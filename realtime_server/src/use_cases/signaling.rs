// Call-signaling state machine: per-user call state and its transition rules.

use crate::domain::history::duration_secs;
use crate::domain::{CallRole, CallState, Clock, HistoryEvent, UserId};
use crate::use_cases::history::HistoryRecorder;
use crate::use_cases::registry::ConnectionRegistry;
use crate::use_cases::router::MessageRouter;
use crate::use_cases::types::{Outbound, RejectReason};

use dashmap::DashMap;
use std::sync::Arc;
use tokio::sync::{Mutex, OwnedMutexGuard};
use tracing::{debug, info, warn};

type StateSlot = Arc<Mutex<CallState>>;
type StateGuard = OwnedMutexGuard<CallState>;

/// Owns every user's [`CallState`] and applies signaling events to it.
///
/// Each user id has its own async mutex, so one user's transitions are
/// serialized without blocking anyone else. Transitions that touch two users
/// take both locks in ascending id order. No lock is ever held across socket
/// I/O: outbound frames only go onto per-connection queues.
///
/// Protocol violations (self-addressed events, acting outside one's role)
/// are logged and dropped without a state change or a reply.
pub struct CallSignaling {
    registry: Arc<ConnectionRegistry>,
    router: Arc<MessageRouter>,
    history: HistoryRecorder,
    clock: Arc<dyn Clock>,
    states: DashMap<UserId, StateSlot>,
}

impl CallSignaling {
    pub fn new(router: Arc<MessageRouter>, history: HistoryRecorder, clock: Arc<dyn Clock>) -> Self {
        Self {
            registry: Arc::clone(router.registry()),
            router,
            history,
            clock,
            states: DashMap::new(),
        }
    }

    pub fn on_connect(&self, user_id: UserId) {
        // Keeps an existing slot so a reconnect mid-call keeps its call.
        self.own_slot(user_id);
    }

    /// Current state for a user; unknown users are idle.
    pub async fn state_of(&self, user_id: UserId) -> CallState {
        match self.existing_slot(user_id) {
            Some(slot) => *slot.lock().await,
            None => CallState::Idle,
        }
    }

    pub async fn invite(&self, user_id: UserId, to_id: UserId) {
        if user_id == to_id {
            warn!(user_id, "self-addressed invite dropped");
            return;
        }

        let (mut caller, callee) = self.lock_pair(user_id, to_id).await;
        if caller.is_busy() {
            warn!(user_id, to_id, "invite while already in a call dropped");
            return;
        }

        let now = self.clock.now_epoch_millis();
        if !self.registry.is_online(to_id) {
            info!(user_id, to_id, "invite target offline");
            self.router.send_to(
                user_id,
                Outbound::CallReject {
                    from_id: to_id,
                    to_id: user_id,
                    reason: RejectReason::Offline,
                },
            );
            self.history
                .record(HistoryEvent::callee_offline(user_id, to_id, now));
            return;
        }

        if callee.is_busy() {
            info!(user_id, to_id, "invite target busy");
            self.router.send_to(
                user_id,
                Outbound::CallReject {
                    from_id: to_id,
                    to_id: user_id,
                    reason: RejectReason::Busy,
                },
            );
            self.history
                .record(HistoryEvent::callee_busy(user_id, to_id, now));
            return;
        }

        *caller = CallState::start(CallRole::Initiator, to_id, now);
        self.router.send_to(
            to_id,
            Outbound::CallInvite {
                from_id: user_id,
                to_id,
            },
        );
        info!(user_id, to_id, "call invite sent");
    }

    pub async fn accept(&self, user_id: UserId, to_id: UserId) {
        if user_id == to_id {
            warn!(user_id, "self-addressed accept dropped");
            return;
        }

        let (mut receiver, caller) = self.lock_pair(user_id, to_id).await;
        if !caller.is_initiator_of(user_id) {
            warn!(user_id, to_id, "accept without a pending invite dropped");
            return;
        }
        if receiver.is_busy() {
            warn!(user_id, to_id, "accept while already in a call dropped");
            return;
        }

        *receiver = CallState::start(CallRole::Receiver, to_id, self.clock.now_epoch_millis());
        self.router.send_to(
            to_id,
            Outbound::CallAccept {
                from_id: user_id,
                to_id,
            },
        );
        info!(user_id, to_id, "call accepted");
    }

    pub async fn reject(&self, user_id: UserId, to_id: UserId) {
        if user_id == to_id {
            warn!(user_id, "self-addressed reject dropped");
            return;
        }

        let (mut rejecter, mut caller) = self.lock_pair(user_id, to_id).await;
        if rejecter.is_initiator_of(to_id) {
            warn!(user_id, to_id, "initiator rejecting own invite dropped");
            return;
        }

        self.router.send_to(
            to_id,
            Outbound::CallReject {
                from_id: user_id,
                to_id,
                reason: RejectReason::Reject,
            },
        );
        // Recorded against the caller.
        self.history.record(HistoryEvent::call_rejected(
            to_id,
            user_id,
            self.clock.now_epoch_millis(),
        ));

        if caller.is_initiator_of(user_id) {
            caller.reset();
        }
        if rejecter.references(to_id) {
            rejecter.reset();
        }
        info!(user_id, to_id, "call rejected");
    }

    pub async fn end(&self, user_id: UserId, to_id: UserId) {
        if user_id == to_id {
            warn!(user_id, "self-addressed end dropped");
            return;
        }

        let (mut own, mut peer) = self.lock_pair(user_id, to_id).await;
        let Some(started_at) = own
            .active()
            .filter(|call| call.peer == to_id)
            .map(|call| call.started_at)
        else {
            warn!(user_id, to_id, "end without an active call dropped");
            return;
        };

        let now = self.clock.now_epoch_millis();
        self.router.send_to(
            to_id,
            Outbound::CallEnd {
                from_id: user_id,
                to_id,
            },
        );
        if peer.references(user_id) {
            peer.reset();
        }
        own.reset();

        // Whoever hangs up records the call.
        self.history
            .record(HistoryEvent::call_ended(user_id, to_id, started_at, now));
        info!(
            user_id,
            to_id,
            duration_secs = duration_secs(started_at, now),
            "call ended"
        );
    }

    pub async fn cancel(&self, user_id: UserId, to_id: UserId) {
        if user_id == to_id {
            warn!(user_id, "self-addressed cancel dropped");
            return;
        }

        let (mut own, peer) = self.lock_pair(user_id, to_id).await;
        if !own.is_initiator_of(to_id) {
            warn!(user_id, to_id, "cancel without a pending invite dropped");
            return;
        }
        if peer.is_receiver_of(user_id) {
            warn!(user_id, to_id, "cancel after accept dropped");
            return;
        }

        self.router.send_to(
            to_id,
            Outbound::CallCancel {
                from_id: user_id,
                to_id,
            },
        );
        own.reset();
        self.history.record(HistoryEvent::call_cancelled(
            user_id,
            to_id,
            self.clock.now_epoch_millis(),
        ));
        info!(user_id, to_id, "call invite cancelled");
    }

    /// Opaque relay of call negotiation data; never touches call state.
    pub fn processing(&self, user_id: UserId, to_id: UserId, forward_data: serde_json::Value) {
        if user_id == to_id {
            warn!(user_id, "self-addressed relay dropped");
            return;
        }
        self.router.send_to(
            to_id,
            Outbound::CallProcessing {
                from_id: user_id,
                to_id,
                forward_data,
            },
        );
    }

    /// Releases everyone still in a call or a pending invite with `user_id`.
    ///
    /// Runs after the registry entry is gone, so no new invite can reach the
    /// user while this scans. Safe to call repeatedly.
    pub async fn on_disconnect(&self, user_id: UserId) {
        let own_call = match self.existing_slot(user_id) {
            Some(slot) => {
                let mut own = slot.lock().await;
                let call = own.active().copied();
                own.reset();
                call
            }
            None => None,
        };

        // One lock at a time, so no ordering is needed here.
        let others: Vec<(UserId, StateSlot)> = self
            .states
            .iter()
            .filter(|entry| *entry.key() != user_id)
            .map(|entry| (*entry.key(), Arc::clone(entry.value())))
            .collect();

        for (peer_id, slot) in others {
            let mut peer = slot.lock().await;
            if !peer.references(user_id) {
                continue;
            }
            let was_accepted = own_call
                .is_some_and(|call| call.peer == peer_id && call.role == CallRole::Receiver);
            let pending_invite = peer.is_initiator_of(user_id) && !was_accepted;
            peer.reset();
            drop(peer);

            let notice = if pending_invite {
                Outbound::CallReject {
                    from_id: user_id,
                    to_id: peer_id,
                    reason: RejectReason::Offline,
                }
            } else {
                Outbound::CallEnd {
                    from_id: user_id,
                    to_id: peer_id,
                }
            };
            self.router.send_to(peer_id, notice);
            info!(user_id, peer_id, "peer released after disconnect");
        }

        // A reconnect may already own the slot again.
        let removed = self
            .states
            .remove_if(&user_id, |_, _| !self.registry.is_online(user_id))
            .is_some();
        debug!(user_id, removed, "call state cleanup finished");
    }

    fn own_slot(&self, user_id: UserId) -> StateSlot {
        Arc::clone(self.states.entry(user_id).or_default().value())
    }

    fn existing_slot(&self, user_id: UserId) -> Option<StateSlot> {
        self.states.get(&user_id).map(|slot| Arc::clone(slot.value()))
    }

    // Locks the acting user's state and the peer's state in ascending id order.
    // A peer without a slot gets a detached idle one; writes to it are discarded.
    async fn lock_pair(&self, user_id: UserId, peer_id: UserId) -> (StateGuard, StateGuard) {
        debug_assert_ne!(user_id, peer_id);
        let own = self.own_slot(user_id);
        let peer = self.existing_slot(peer_id).unwrap_or_default();
        if user_id < peer_id {
            let own = own.lock_owned().await;
            let peer = peer.lock_owned().await;
            (own, peer)
        } else {
            let peer = peer.lock_owned().await;
            let own = own.lock_owned().await;
            (own, peer)
        }
    }
}
use crate::domain::UserId;
use crate::interface_adapters::net::dispatch::dispatch;
use crate::interface_adapters::protocol::ClientMessage;
use crate::interface_adapters::state::AppState;
use crate::use_cases::ConnectionHandle;

use axum::{
    Error,
    extract::{
        Path, State,
        ws::{CloseFrame, Message, Utf8Bytes, WebSocket, WebSocketUpgrade, close_code},
    },
    response::IntoResponse,
};
use futures::SinkExt;
use std::{
    sync::Arc,
    time::{Duration, Instant},
};
use tokio::sync::mpsc;
use tracing::{Instrument, debug, info, info_span, warn};

#[derive(Debug)]
enum NetError {
    // Categorizes connection lifecycle failures so callers can decide policy.
    #[allow(dead_code)]
    Ws(axum::Error),
    EgressClosed,
}

impl From<axum::Error> for NetError {
    fn from(e: axum::Error) -> Self {
        NetError::Ws(e)
    }
}

enum LoopControl {
    Continue,
    Disconnect,
}

const LOG_THROTTLE: Duration = Duration::from_secs(2);

pub async fn ws_handler(
    ws: WebSocketUpgrade,
    State(state): State<Arc<AppState>>,
    Path(user_id): Path<UserId>,
) -> impl IntoResponse {
    ws.on_upgrade(move |socket| handle_socket(socket, state, user_id))
}

async fn handle_socket(socket: WebSocket, state: Arc<AppState>, user_id: UserId) {
    let (handle, egress_rx) = ConnectionHandle::new(state.egress_capacity);
    // Separate connection id for telling a replaced session apart from its successor.
    let span = info_span!("conn", conn_id = handle.token(), user_id);
    serve_connection(socket, state, user_id, handle, egress_rx)
        .instrument(span)
        .await;
}

async fn serve_connection(
    mut socket: WebSocket,
    state: Arc<AppState>,
    user_id: UserId,
    handle: ConnectionHandle,
    mut egress_rx: mpsc::Receiver<Utf8Bytes>,
) {
    // Newest connection wins; the old socket task sees its close signal and exits.
    if let Some(previous) = state.registry.upsert(user_id, handle.clone()) {
        previous.close();
        info!(
            replaced_conn_id = previous.token(),
            "previous connection replaced"
        );
    }
    state.signaling.on_connect(user_id);
    state.world.on_connect(user_id);
    info!("client connected");

    let mut ctx = ConnCtx::new(user_id);

    if let Err(e) = run_client_loop(&mut socket, &state, &handle, &mut egress_rx, &mut ctx).await
    {
        warn!(error = ?e, "client loop exited with error");
    }

    disconnect_cleanup(&state, &handle, &ctx).await;
}

struct ConnCtx {
    pub user_id: UserId,

    pub msgs_in: u64,
    pub msgs_out: u64,
    pub bytes_in: u64,
    pub bytes_out: u64,

    pub invalid_total: u64,
    pub dropped_total: u64,

    pub last_invalid_log: Instant,

    pub close_frame: Option<CloseFrame>,
}

impl ConnCtx {
    fn new(user_id: UserId) -> Self {
        Self {
            user_id,
            msgs_in: 0,
            msgs_out: 0,
            bytes_in: 0,
            bytes_out: 0,
            invalid_total: 0,
            dropped_total: 0,
            last_invalid_log: Instant::now() - LOG_THROTTLE,
            close_frame: None,
        }
    }
}

fn should_log(last: &mut Instant) -> bool {
    if last.elapsed() >= LOG_THROTTLE {
        *last = Instant::now();
        true
    } else {
        false
    }
}

async fn run_client_loop(
    socket: &mut WebSocket,
    state: &AppState,
    handle: &ConnectionHandle,
    egress_rx: &mut mpsc::Receiver<Utf8Bytes>,
    ctx: &mut ConnCtx,
) -> Result<(), NetError> {
    let mut fatal: Option<NetError> = None;

    loop {
        // disconnect becomes true on error
        let disconnect: bool = tokio::select! {
            // Incoming message from the client
            incoming = socket.recv() => {
                match handle_incoming_ws(state, incoming, ctx).await {
                    LoopControl::Continue => false,
                    LoopControl::Disconnect => true,
                }
            }

            // Outgoing frame queued by the router
            frame = egress_rx.recv() => {
                match frame {
                    Some(frame) => match forward_frame(frame, socket, ctx).await {
                        Ok(()) => false,
                        Err(e) => {
                            fatal = Some(e);
                            true
                        }
                    },
                    None => {
                        fatal = Some(NetError::EgressClosed);
                        true
                    }
                }
            }

            // Connection replacement signal for duplicate user ids.
            _ = handle.closed() => {
                // Ask the client to close; a newer connection took ownership.
                ctx.close_frame = Some(CloseFrame {
                    code: close_code::POLICY,
                    reason: "connection replaced".into(),
                });
                info!("connection replaced by newer session");
                true
            }
        };

        if disconnect {
            if let Some(frame) = ctx.close_frame.take() {
                let _ = socket.send(Message::Close(Some(frame))).await;
            }
            if let Err(err) = socket.close().await.map_err(NetError::Ws) {
                debug!(error = ?err, "socket close error");
            }
            break;
        }
    }

    match fatal {
        Some(err) => Err(err),
        None => Ok(()),
    }
}

async fn handle_incoming_ws(
    state: &AppState,
    incoming: Option<Result<Message, Error>>,
    ctx: &mut ConnCtx,
) -> LoopControl {
    let user_id = ctx.user_id;
    match incoming {
        Some(Ok(msg)) => match msg {
            Message::Text(text) => {
                ctx.msgs_in += 1;
                ctx.bytes_in += text.len() as u64;

                match serde_json::from_str::<ClientMessage>(&text) {
                    Ok(msg) => {
                        dispatch(state, user_id, msg).await;
                        LoopControl::Continue
                    }
                    // Malformed payloads are dropped; the connection stays open.
                    Err(parse_err) => {
                        ctx.invalid_total += 1;
                        if should_log(&mut ctx.last_invalid_log) {
                            warn!(
                                bytes = text.len(),
                                error = %parse_err,
                                "failed to parse client message"
                            );
                        }
                        LoopControl::Continue
                    }
                }
            }
            Message::Binary(_) => {
                ctx.close_frame = Some(CloseFrame {
                    code: close_code::UNSUPPORTED,
                    reason: "binary messages not supported".into(),
                });
                LoopControl::Disconnect
            }
            Message::Ping(_) | Message::Pong(_) => LoopControl::Continue,
            Message::Close(_) => LoopControl::Disconnect,
        },
        Some(Err(e)) => {
            warn!(error = %e, "websocket recv error");
            LoopControl::Disconnect
        }
        None => {
            info!("websocket closed");
            LoopControl::Disconnect
        }
    }
}

async fn forward_frame(
    frame: Utf8Bytes,
    socket: &mut WebSocket,
    ctx: &mut ConnCtx,
) -> Result<(), NetError> {
    let bytes_len = frame.len();
    match socket.send(Message::Text(frame)).await {
        Ok(()) => {
            ctx.msgs_out += 1;
            ctx.bytes_out += bytes_len as u64;
            Ok(())
        }
        Err(err) => {
            ctx.dropped_total += 1;
            // Log unexpected send failures; disconnect will follow immediately.
            warn!(error = ?err, "failed to send frame");
            Err(err.into())
        }
    }
}

async fn disconnect_cleanup(state: &AppState, handle: &ConnectionHandle, ctx: &ConnCtx) {
    let user_id = ctx.user_id;
    // Stop the router from queueing more frames for this socket.
    handle.close();

    // Only the connection that still owns the registry slot tears down user state.
    if state.registry.remove(user_id, handle) {
        state.signaling.on_disconnect(user_id).await;
        state.world.on_disconnect(user_id);
        info!("client disconnected");
    } else {
        info!("superseded connection closed");
    }

    debug!(
        msgs_in = ctx.msgs_in,
        msgs_out = ctx.msgs_out,
        bytes_in = ctx.bytes_in,
        bytes_out = ctx.bytes_out,
        invalid_total = ctx.invalid_total,
        dropped_total = ctx.dropped_total,
        "connection stats"
    );
}
// Interface adapters: wire protocol, network handling and history store backends.

pub mod http;
pub mod net;
pub mod protocol;
pub mod state;
pub mod stores;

━━━━━━━━━━━━━━━━

## Task
Return all lines from the data that include the string "IntoResponse".

## Output for this task
    response::IntoResponse,
) -> impl IntoResponse {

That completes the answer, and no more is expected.